MAD SEASON

We are indeed living in mad times.

Throughout last October and early November, our evening news programs and newspapers were filled with headlines about various murders, suicides (and some, murder-suicides) and other crimes of passion. Although for some, these events are just common place and are no longer shocking, for many, it still strikes a delicate nerve, to think that back in 2009 the Philippines ranked 14th among the happiest countries in the world. Filipinos are known to smile and relax despite the onset of various personal or national calamities. And yet, we still have these gruesome deaths going on everyday.

It made me wonder though: What could be running on these people’s minds to commit such dreadful acts?. And with all the psychologists and psychology students we have in this country, what is the state of our society’s mental health?

My curiosity led me to search for statistics regarding the status of our society’s mental health during the last decade as well as the status of our mental health services and facilities. I’ve stumbled upon the following results:

1. The National Statistics Office’s Disability Survey in 2000 ranked mental illness as the third most common form of morbidity, or type of disease, after visual and hearing impairments among Filipinos. The same survey showed that 88 Filipinos out of every 100,000 population with mental problems.

2. In 2004, a DOH-commissioned Social Weather Stations survey found that 0.7 percent of total Filipino households have a family member who has a psychological disorder such as depression, schizophrenia, epilepsy, and substance abuse.

3. A 2006 DOH study showed that 36% of government employees reported to have experienced mental health problems at least once.

4. In a 2007 study by the World Health Organization (WHO), 9 out of 100,000 general population have been diagnosed with schizophrenia. The same survey also showed that there are only 3 mental health workers for every 100,000 population, and that only 0.02% of the health budget is being used for mental health.

Furthermore, I also found out that there is no law on mental health that has been enacted (or pending enactment) in Philippine Congress (probably because they are all schizophrenic as well). With this condition of our country’s mental health and mental health services/facilities, it really is no surprise why crimes of passion are becoming a trend these days.

Which leads my curiosity to another question: “Who should be responsible for making sure that most Filipinos will have access to quality mental health services?”

The incapability of the public sector only means that other sectors of society, most especially the private sector, must be put in the equation to provide at least basic mental health service to our people. But this does not mean that the public sector won’t strive to provide the same services. By applying the current public-private partnership scheme, this could be done. The government could allow private psychiatric firms to operate as part of public hospitals in order to make such service more accessible to the public (but of course, with consideration to the impoverished when it comes to service fees). However, if we really want to strike the issue of mental health from its roots, basic mental health services must also be made available not just in the mental health sector but also in the education and business sectors.

Mental health services must begin in schools through quality guidance and counseling services to students, since it is in these ages where individuals begin to make sense of their mental and emotional conditions. Students face a great deal of stress through bullying, academic pressure, peer pressure and other factors. An an early age, they should made well aware on how to manage their thoughts and emotions given these circumstances. However, not all public and private schools have a working and decent guidance and counseling department.
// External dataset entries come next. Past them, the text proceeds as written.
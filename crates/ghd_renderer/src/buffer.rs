//! Pixel buffers for progressive rendering.
//!
//! `AccumulationBuffer` keeps the running radiance sum per pixel;
//! `DisplayBuffer` is the byte RGBA image derived from it. Both are
//! row-major with the top image row first.

use crate::error::{BufferError, BufferResult};
use crate::renderer::accumulated_to_rgba;
use crate::Color;
use rayon::prelude::*;

/// Bytes per display pixel (RGBA).
pub const BYTES_PER_PIXEL: usize = 4;

#[inline]
fn pixel_index(x: u32, y: u32, width: u32, height: u32) -> BufferResult<usize> {
    if x >= width || y >= height {
        return Err(BufferError::OutOfBounds { x, y, width, height });
    }
    Ok(y as usize * width as usize + x as usize)
}

/// Per-pixel running sum of radiance across iterations.
#[derive(Debug, Clone)]
pub struct AccumulationBuffer {
    width: u32,
    height: u32,
    pixels: Vec<Color>,
}

impl AccumulationBuffer {
    /// Create a zeroed buffer.
    pub fn new(width: u32, height: u32) -> Self {
        Self {
            width,
            height,
            pixels: vec![Color::ZERO; width as usize * height as usize],
        }
    }

    pub fn width(&self) -> u32 {
        self.width
    }

    pub fn height(&self) -> u32 {
        self.height
    }

    /// Get the sum at (x, y).
    pub fn get(&self, x: u32, y: u32) -> BufferResult<Color> {
        let index = pixel_index(x, y, self.width, self.height)?;
        Ok(self.pixels[index])
    }

    /// Add a sample to the sum at (x, y).
    pub fn add(&mut self, x: u32, y: u32, sample: Color) -> BufferResult<()> {
        let index = pixel_index(x, y, self.width, self.height)?;
        self.pixels[index] += sample;
        Ok(())
    }

    /// All sums in row-major order.
    pub fn pixels(&self) -> &[Color] {
        &self.pixels
    }

    /// Mutable rows for a parallel sweep; each row is handed to one worker.
    pub fn par_rows_mut(&mut self) -> rayon::slice::ChunksMut<'_, Color> {
        let width = (self.width as usize).max(1);
        self.pixels.par_chunks_mut(width)
    }
}

/// Byte RGBA image presented to the display collaborator.
#[derive(Debug, Clone)]
pub struct DisplayBuffer {
    width: u32,
    height: u32,
    bytes: Vec<u8>,
}

impl DisplayBuffer {
    /// Create an all-zero buffer.
    pub fn new(width: u32, height: u32) -> Self {
        Self {
            width,
            height,
            bytes: vec![0; width as usize * height as usize * BYTES_PER_PIXEL],
        }
    }

    pub fn width(&self) -> u32 {
        self.width
    }

    pub fn height(&self) -> u32 {
        self.height
    }

    /// Get the RGBA value at (x, y).
    pub fn pixel(&self, x: u32, y: u32) -> BufferResult<[u8; 4]> {
        let start = pixel_index(x, y, self.width, self.height)? * BYTES_PER_PIXEL;
        let mut rgba = [0; 4];
        rgba.copy_from_slice(&self.bytes[start..start + BYTES_PER_PIXEL]);
        Ok(rgba)
    }

    /// Set the RGBA value at (x, y).
    pub fn set_pixel(&mut self, x: u32, y: u32, rgba: [u8; 4]) -> BufferResult<()> {
        let start = pixel_index(x, y, self.width, self.height)? * BYTES_PER_PIXEL;
        self.bytes[start..start + BYTES_PER_PIXEL].copy_from_slice(&rgba);
        Ok(())
    }

    /// Raw bytes, `width * height * 4` long.
    pub fn as_bytes(&self) -> &[u8] {
        &self.bytes
    }

    /// Recompute every pixel from the accumulated sums.
    ///
    /// Always a full rebuild from `sum / iterations`; never blended with
    /// the previous image.
    pub fn resolve(&mut self, accumulation: &AccumulationBuffer, iterations: u32) -> BufferResult<()> {
        if accumulation.width != self.width || accumulation.height != self.height {
            return Err(BufferError::SizeMismatch {
                expected_width: self.width,
                expected_height: self.height,
                width: accumulation.width,
                height: accumulation.height,
            });
        }

        self.bytes
            .par_chunks_mut(BYTES_PER_PIXEL)
            .zip(accumulation.pixels.par_iter())
            .for_each(|(out, sum)| out.copy_from_slice(&accumulated_to_rgba(*sum, iterations)));

        Ok(())
    }
}

#[cfg(test)]
mod tests {
    use super::*;

    #[test]
    fn test_accumulation_add_and_get() {
        let mut buffer = AccumulationBuffer::new(4, 3);
        assert_eq!(buffer.pixels().len(), 12);

        buffer.add(3, 2, Color::new(0.1, 0.2, 0.3)).unwrap();
        buffer.add(3, 2, Color::new(0.1, 0.2, 0.3)).unwrap();
        let sum = buffer.get(3, 2).unwrap();
        assert!((sum - Color::new(0.2, 0.4, 0.6)).length() < 1e-12);
        assert_eq!(buffer.pixels()[11], sum);
        assert_eq!(buffer.get(0, 0).unwrap(), Color::ZERO);
    }

    #[test]
    fn test_accumulation_out_of_bounds() {
        let mut buffer = AccumulationBuffer::new(4, 3);
        let expected = BufferError::OutOfBounds { x: 4, y: 0, width: 4, height: 3 };

        assert_eq!(buffer.get(4, 0), Err(expected.clone()));
        assert_eq!(buffer.add(4, 0, Color::ONE), Err(expected));
        assert!(buffer.add(0, 3, Color::ONE).is_err());
        // Nothing was written
        assert!(buffer.pixels().iter().all(|c| *c == Color::ZERO));
    }

    #[test]
    fn test_display_out_of_bounds() {
        let mut display = DisplayBuffer::new(2, 2);
        assert!(matches!(display.pixel(2, 1), Err(BufferError::OutOfBounds { .. })));
        assert!(display.set_pixel(0, 5, [1, 2, 3, 4]).is_err());
        assert!(display.as_bytes().iter().all(|b| *b == 0));
    }

    #[test]
    fn test_display_set_pixel() {
        let mut display = DisplayBuffer::new(2, 2);
        display.set_pixel(1, 0, [10, 20, 30, 255]).unwrap();

        assert_eq!(display.pixel(1, 0).unwrap(), [10, 20, 30, 255]);
        assert_eq!(&display.as_bytes()[4..8], &[10, 20, 30, 255]);
    }

    #[test]
    fn test_resolve_is_full_recompute() {
        let mut accumulation = AccumulationBuffer::new(2, 1);
        let mut display = DisplayBuffer::new(2, 1);

        accumulation.add(0, 0, Color::splat(0.25)).unwrap();
        display.resolve(&accumulation, 1).unwrap();
        assert_eq!(display.pixel(0, 0).unwrap(), [127, 127, 127, 255]);
        assert_eq!(display.pixel(1, 0).unwrap(), [0, 0, 0, 255]);

        // Second iteration adds 0.75: mean 0.5 regardless of the previous image
        accumulation.add(0, 0, Color::splat(0.75)).unwrap();
        display.resolve(&accumulation, 2).unwrap();
        let expected = (255.0 * 0.5f64.sqrt()) as u8;
        assert_eq!(display.pixel(0, 0).unwrap(), [expected, expected, expected, 255]);
    }

    #[test]
    fn test_resolve_size_mismatch() {
        let accumulation = AccumulationBuffer::new(3, 1);
        let mut display = DisplayBuffer::new(2, 1);
        assert!(matches!(
            display.resolve(&accumulation, 1),
            Err(BufferError::SizeMismatch { .. })
        ));
    }

    #[test]
    fn test_par_rows_cover_buffer() {
        let mut buffer = AccumulationBuffer::new(5, 4);
        buffer
            .par_rows_mut()
            .enumerate()
            .for_each(|(y, row)| {
                assert_eq!(row.len(), 5);
                for pixel in row.iter_mut() {
                    *pixel = Color::splat(y as f64);
                }
            });

        assert_eq!(buffer.get(4, 3).unwrap(), Color::splat(3.0));
        assert_eq!(buffer.get(0, 1).unwrap(), Color::splat(1.0));
    }
}
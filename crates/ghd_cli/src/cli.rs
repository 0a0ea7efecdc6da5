use std::path::PathBuf;

use clap::{Parser, ValueEnum};
use log::LevelFilter;

use crate::presets::ScenePreset;

/// Log levels selectable from the command line
#[derive(Debug, Clone, Copy, ValueEnum)]
pub enum LogLevel {
    Error,
    Warn,
    Info,
    Debug,
    Trace,
}

impl From<LogLevel> for LevelFilter {
    fn from(level: LogLevel) -> Self {
        match level {
            LogLevel::Error => LevelFilter::Error,
            LogLevel::Warn => LevelFilter::Warn,
            LogLevel::Info => LevelFilter::Info,
            LogLevel::Debug => LevelFilter::Debug,
            LogLevel::Trace => LevelFilter::Trace,
        }
    }
}

/// Render a scene progressively and write the result as a PNG.
#[derive(Debug, Parser)]
#[command(name = "ghd")]
#[command(about = "Progressive Monte Carlo path tracer")]
pub struct Args {
    /// Built-in scene to render (ignored when --scene is given)
    #[arg(long, value_enum, default_value = "floor-sphere")]
    pub preset: ScenePreset,

    /// JSON scene description to render instead of a preset
    #[arg(long)]
    pub scene: Option<PathBuf>,

    /// JSON render settings; replaces every settings flag below
    #[arg(long)]
    pub settings: Option<PathBuf>,

    /// Image width in pixels
    #[arg(long, default_value_t = 800)]
    pub width: u32,

    /// Image height in pixels
    #[arg(long, default_value_t = 600)]
    pub height: u32,

    /// Number of accumulation iterations
    #[arg(long, short = 's', default_value_t = 4)]
    pub samples_per_pixel: u32,

    /// Maximum bounces per path
    #[arg(long, default_value_t = 4)]
    pub max_depth: u32,

    /// Lens aperture (0 disables depth-of-field); required without --settings
    #[arg(long, required_unless_present = "settings")]
    pub aperture: Option<f64>,

    /// Worker threads (defaults to one per core)
    #[arg(long)]
    pub threads: Option<usize>,

    /// Seed for reproducible output
    #[arg(long)]
    pub seed: Option<u64>,

    /// Output PNG path
    #[arg(short, long, default_value = "output.png")]
    pub output: PathBuf,

    /// Logging level (RUST_LOG takes precedence)
    #[arg(long, value_enum, default_value = "info")]
    pub log_level: LogLevel,
}
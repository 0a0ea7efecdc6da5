//! Ray type for path tracing.

use ghd_math::Vec3;

/// A half-line with an origin and a (not necessarily unit) direction.
#[derive(Debug, Clone, Copy, PartialEq)]
pub struct Ray {
    origin: Vec3,
    direction: Vec3,
}

impl Ray {
    /// Create a new ray.
    #[inline]
    pub fn new(origin: Vec3, direction: Vec3) -> Self {
        Self { origin, direction }
    }

    /// Get the ray's origin point.
    #[inline]
    pub fn origin(&self) -> Vec3 {
        self.origin
    }

    /// Get the ray's direction vector.
    #[inline]
    pub fn direction(&self) -> Vec3 {
        self.direction
    }

    /// Compute a point along the ray at parameter t.
    /// P(t) = origin + t * direction
    #[inline]
    pub fn at(&self, t: f64) -> Vec3 {
        self.origin + t * self.direction
    }
}
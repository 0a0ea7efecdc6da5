//! Validation errors for scenes and render settings.

use thiserror::Error;

/// Errors raised when a scene or render configuration is rejected.
#[derive(Error, Debug, Clone, PartialEq)]
pub enum ConfigError {
    #[error("Invalid image size {width}x{height}: both dimensions must be at least 1")]
    InvalidImageSize { width: u32, height: u32 },

    #[error("Samples per pixel must be at least 1")]
    ZeroSamples,

    #[error("Worker count must be at least 1")]
    ZeroThreads,

    #[error("Degenerate camera: {0}")]
    DegenerateCamera(&'static str),

    #[error("Invalid sphere radius {0}: must be positive")]
    InvalidRadius(f64),

    #[error("Sphere center must be finite")]
    NonFiniteCenter,

    #[error("Invalid albedo [{r}, {g}, {b}]: components must lie in [0, 1]")]
    InvalidAlbedo { r: f64, g: f64, b: f64 },

    #[error("Invalid metal fuzz {0}: must lie in [0, 1]")]
    InvalidFuzz(f64),

    #[error("Invalid refractive index {0}: must be positive")]
    InvalidRefractiveIndex(f64),

    #[error("Object {index}: {source}")]
    InvalidObject {
        index: usize,
        #[source]
        source: Box<ConfigError>,
    },
}

/// Result type for validation.
pub type ConfigResult<T> = Result<T, ConfigError>;
//! Random sampling helpers.
//!
//! Every helper draws from a caller-supplied generator. The renderer gives
//! each scanline its own generator, seeded from `(seed, iteration, row)`,
//! so no generator is ever shared between workers and the output does not
//! depend on how rows are scheduled.

use ghd_math::Vec3;
use rand::{Rng, RngCore, SeedableRng};
use rand_chacha::ChaCha8Rng;

/// Uniform `f64` in [0, 1).
#[inline]
pub fn gen_f64(rng: &mut dyn RngCore) -> f64 {
    rng.gen::<f64>()
}

/// Uniform `f64` in [min, max).
#[inline]
pub fn gen_range(rng: &mut dyn RngCore, min: f64, max: f64) -> f64 {
    min + (max - min) * gen_f64(rng)
}

/// Vector with each component uniform in [min, max).
pub fn random_vec3(rng: &mut dyn RngCore, min: f64, max: f64) -> Vec3 {
    Vec3::new(
        gen_range(rng, min, max),
        gen_range(rng, min, max),
        gen_range(rng, min, max),
    )
}

/// Uniform point strictly inside the unit sphere (rejection sampling).
pub fn random_in_unit_sphere(rng: &mut dyn RngCore) -> Vec3 {
    loop {
        let p = random_vec3(rng, -1.0, 1.0);
        if p.length_squared() < 1.0 {
            return p;
        }
    }
}

/// Uniform direction on the unit sphere.
pub fn random_unit_vector(rng: &mut dyn RngCore) -> Vec3 {
    loop {
        let p = random_vec3(rng, -1.0, 1.0);
        let len_sq = p.length_squared();
        // Reject the tiny core as well, its normalization is unstable
        if len_sq > 1e-12 && len_sq <= 1.0 {
            return p / len_sq.sqrt();
        }
    }
}

/// Uniform point inside the unit disk in the XY plane.
pub fn random_in_unit_disk(rng: &mut dyn RngCore) -> Vec3 {
    loop {
        let p = Vec3::new(gen_range(rng, -1.0, 1.0), gen_range(rng, -1.0, 1.0), 0.0);
        if p.length_squared() < 1.0 {
            return p;
        }
    }
}

/// SplitMix64 finalizer, used to decorrelate neighbouring row seeds.
#[inline]
fn mix64(mut z: u64) -> u64 {
    z = z.wrapping_add(0x9E37_79B9_7F4A_7C15);
    z = (z ^ (z >> 30)).wrapping_mul(0xBF58_476D_1CE4_E5B9);
    z = (z ^ (z >> 27)).wrapping_mul(0x94D0_49BB_1331_11EB);
    z ^ (z >> 31)
}

/// Seed for the generator of `row` during `iteration`.
pub fn row_seed(seed: u64, iteration: u32, row: u32) -> u64 {
    mix64(seed ^ mix64(((iteration as u64) << 32) | row as u64))
}

/// Independent generator for one scanline of one iteration.
pub fn row_rng(seed: u64, iteration: u32, row: u32) -> ChaCha8Rng {
    ChaCha8Rng::seed_from_u64(row_seed(seed, iteration, row))
}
Also, all private (if not public) companies and firms, whether local or multinational, must have some form of psychiatric service embedded within its human resource department. This is to ensure that the mental health condition of Filipino employees can be monitored and responded to if the need arises. It may be an additional cost for companies, but it will ensure them that their workers are always motivated to work and have high productivity rates.

If legislation about mental health would be enacted, it should contain sections which requires the mental health services I described above. In that way, there will be an across-the-board response to this persistent need for mental health. In the end, this will not just pave the way for better working or living conditions, it could also pave the way for a more just and humane society of Filipinos in the future. TSS

5 Comments

  1. It isn’t a mental health issue. (Crime, that is.) It is the issue of poverty, unemployment and desperation. I am in no way defending those who commit crimes against persons. Just saying that I am pretty sure all the shootings, robberies, murders, rapes, carnappings, etc. that flood the morning news on TV here in the Philippines…very few if any of the perpetrators of those crimes are mentally retarded or otherwise mentally impaired. They are just folks who would rather use a gun or a knife to get what they want rather than try to work for it.

    • Hindi naman lahat ng gumagawa ng krimen eh motivated by poverty, pwede rin namang emosyon. At di rin naman lahat ng kriminal ay mentally retarded, kundi kulang lang sa guidance and counseling.

      • I recommend PRISON. I am sick and tired of poverty being used as the excuse for nearly all wrong acts committed in the Philippines. It gets old after awhile.

        • Prevention is better than cure, and with the state of prisons today, we’re ending up creating more hardened criminals than reformed ones. People need guidance and counseling services from the young up to the old. We need to strengthen this. It’s not about poverty, it’s about how our minds and hearts react to it.